*Your instructions*
Each line of the data below from the one holding "use crate::config::EmitterConfig;" to the one holding "pub trait EventSink: Send", inclusive, is to be reproduced exactly; no other line belongs in the answer.

*Stored data*

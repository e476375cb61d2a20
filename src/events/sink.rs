//! Event sinks.

use std::path::{Path, PathBuf};
use std::sync::{Arc, Mutex, PoisonError};

use chrono::NaiveDate;

use crate::config::EmitterConfig;
use crate::events::rolling::RollingFile;
use crate::events::{EmitterError, Level, LogEvent, ERROR_STREAM_PREFIX};

/// Destination for emitted events.
pub trait EventSink: Send + Sync {
    /// Persist one event. `date` selects the daily partition.
    fn write(&self, event: &LogEvent, date: NaiveDate) -> Result<(), EmitterError>;
}

/// General + error-only daily file streams.
pub struct DailyFileSink {
    dir: PathBuf,
    general: Mutex<RollingFile>,
    errors: Mutex<RollingFile>,
}

impl DailyFileSink {
    pub fn new(config: &EmitterConfig) -> Self {
        Self {
            dir: config.log_dir.clone(),
            general: Mutex::new(RollingFile::new(
                &config.log_dir,
                config.service.clone(),
                config.max_file_size_bytes,
                config.general_retention_days,
            )),
            errors: Mutex::new(RollingFile::new(
                &config.log_dir,
                ERROR_STREAM_PREFIX,
                config.max_file_size_bytes,
                config.error_retention_days,
            )),
        }
    }

    pub fn dir(&self) -> &Path {
        &self.dir
    }
}

impl EventSink for DailyFileSink {
    fn write(&self, event: &LogEvent, date: NaiveDate) -> Result<(), EmitterError> {
        let line = event.to_line()?;

        self.general
            .lock()
            .unwrap_or_else(PoisonError::into_inner)
            .write_line(&line, date)?;

        if event.level == Level::Error {
            self.errors
                .lock()
                .unwrap_or_else(PoisonError::into_inner)
                .write_line(&line, date)?;
        }
        Ok(())
    }
}

/// Keeps events in memory. Cloning shares the same buffer.
#[derive(Clone, Default)]
pub struct MemorySink {
    events: Arc<Mutex<Vec<LogEvent>>>,
}

impl MemorySink {
    pub fn new() -> Self {
        Self::default()
    }

    pub fn events(&self) -> Vec<LogEvent> {
        self.events.lock().unwrap_or_else(PoisonError::into_inner).clone()
    }

    pub fn messages(&self) -> Vec<String> {
        self.events().into_iter().map(|e| e.message).collect()
    }

    pub fn find(&self, message: &str) -> Option<LogEvent> {
        self.events().into_iter().find(|e| e.message == message)
    }

    pub fn clear(&self) {
        self.events.lock().unwrap_or_else(PoisonError::into_inner).clear();
    }
}

impl EventSink for MemorySink {
    fn write(&self, event: &LogEvent, _date: NaiveDate) -> Result<(), EmitterError> {
        self.events
            .lock()
            .unwrap_or_else(PoisonError::into_inner)
            .push(event.clone());
        Ok(())
    }
}
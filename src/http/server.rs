//! HTTP server setup.
//!
//! # Responsibilities
//! - Build the Axum router (health routes, admin routes, 404 fallback)
//! - Wire middleware (request id, tracing, instrumentation, timeout)
//! - Apply configuration reloads to the live observer chain
//! - Serve until the shutdown broadcast fires

use std::net::SocketAddr;
use std::sync::Arc;
use std::time::{Duration, Instant};

use arc_swap::ArcSwap;
use axum::{
    extract::State,
    http::StatusCode,
    middleware,
    response::IntoResponse,
    routing::get,
    Json, Router,
};
use chrono::{SecondsFormat, Utc};
use serde_json::json;
use tokio::net::TcpListener;
use tokio::sync::mpsc;
use tower_http::{
    request_id::{MakeRequestUuid, PropagateRequestIdLayer, SetRequestIdLayer},
    timeout::TimeoutLayer,
    trace::TraceLayer,
};

use crate::admin;
use crate::analysis::LogAnalyzer;
use crate::config::{AdminConfig, TelemetryConfig};
use crate::instrumentation::{instrumentation_middleware, Instrumentation};
use crate::lifecycle::Shutdown;

/// Application state injected into handlers.
#[derive(Clone)]
pub struct AppState {
    pub instrumentation: Arc<Instrumentation>,
    pub analyzer: Arc<LogAnalyzer>,
    pub admin: Arc<ArcSwap<AdminConfig>>,
    pub started_at: Instant,
}

impl AppState {
    pub fn new(config: &TelemetryConfig, instrumentation: Arc<Instrumentation>) -> Self {
        Self {
            instrumentation,
            analyzer: Arc::new(LogAnalyzer::from_config(config)),
            admin: Arc::new(ArcSwap::from_pointee(config.admin.clone())),
            started_at: Instant::now(),
        }
    }
}

/// Instrumented HTTP host.
pub struct HttpServer {
    router: Router,
    state: AppState,
}

impl HttpServer {
    pub fn new(config: &TelemetryConfig, instrumentation: Arc<Instrumentation>) -> Self {
        let state = AppState::new(config, instrumentation);
        let router = build_router(config, state.clone());
        Self { router, state }
    }

    pub fn state(&self) -> &AppState {
        &self.state
    }

    /// Serve on `listener` until `shutdown` fires.
    ///
    /// Configurations arriving on `config_updates` replace the observer chain
    /// and admin key. Listener and router shape are fixed at startup.
    pub async fn run(
        self,
        listener: TcpListener,
        mut config_updates: mpsc::UnboundedReceiver<TelemetryConfig>,
        shutdown: Shutdown,
    ) -> Result<(), std::io::Error> {
        let addr = listener.local_addr()?;
        tracing::info!(address = %addr, "HTTP server starting");

        let state = self.state.clone();
        let mut reload_shutdown = shutdown.subscribe();
        tokio::spawn(async move {
            loop {
                tokio::select! {
                    _ = reload_shutdown.recv() => break,
                    update = config_updates.recv() => {
                        let Some(config) = update else { break };
                        apply_reload(&state, &config);
                    }
                }
            }
        });

        let app = self.router.into_make_service_with_connect_info::<SocketAddr>();
        let mut stop = shutdown.subscribe();
        axum::serve(listener, app)
            .with_graceful_shutdown(async move {
                let _ = stop.recv().await;
            })
            .await?;

        tracing::info!("HTTP server stopped");
        Ok(())
    }
}

fn apply_reload(state: &AppState, config: &TelemetryConfig) {
    match state.instrumentation.reload(&config.instrumentation) {
        Ok(()) => {
            state.admin.store(Arc::new(config.admin.clone()));
            tracing::info!("Configuration reload applied");
        }
        Err(e) => tracing::error!(
            error = %e,
            "Failed to rebuild observer chain. Keeping current configuration."
        ),
    }
}

/// Build the router with all middleware layers.
///
/// Instrumentation wraps the timeout so timed-out requests still complete
/// with a status.
#[allow(deprecated)]
pub fn build_router(config: &TelemetryConfig, state: AppState) -> Router {
    let mut router = Router::new()
        .route("/", get(root))
        .route("/api/health", get(health));

    if config.admin.enabled {
        router = router.merge(admin::setup_admin_router(state.clone()));
    }

    router
        .fallback(not_found)
        .with_state(state.clone())
        .layer(TimeoutLayer::new(Duration::from_secs(
            config.listener.request_timeout_secs,
        )))
        .layer(middleware::from_fn_with_state(
            state.instrumentation,
            instrumentation_middleware,
        ))
        .layer(PropagateRequestIdLayer::x_request_id())
        .layer(TraceLayer::new_for_http())
        .layer(SetRequestIdLayer::x_request_id(MakeRequestUuid))
}

fn now_rfc3339() -> String {
    Utc::now().to_rfc3339_opts(SecondsFormat::Millis, true)
}

async fn root(State(state): State<AppState>) -> impl IntoResponse {
    Json(json!({
        "message": format!("{} telemetry host is running", state.analyzer.service()),
        "status": "healthy",
        "timestamp": now_rfc3339(),
    }))
}

async fn health(State(state): State<AppState>) -> impl IntoResponse {
    let chain = state.instrumentation.chain();
    Json(json!({
        "status": "healthy",
        "observers": chain.observer_names(),
        "rateWindowKeys": state.instrumentation.rate_counter().len(),
        "uptimeSecs": state.started_at.elapsed().as_secs(),
        "timestamp": now_rfc3339(),
    }))
}

async fn not_found() -> impl IntoResponse {
    (
        StatusCode::NOT_FOUND,
        Json(json!({ "success": false, "message": "Route not found" })),
    )
}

*Expected output*
use crate::config::EmitterConfig;
use crate::events::rolling::RollingFile;
use crate::events::{EmitterError, Level, LogEvent, ERROR_STREAM_PREFIX};

/// Destination for emitted events.
pub trait EventSink: Send + Sync {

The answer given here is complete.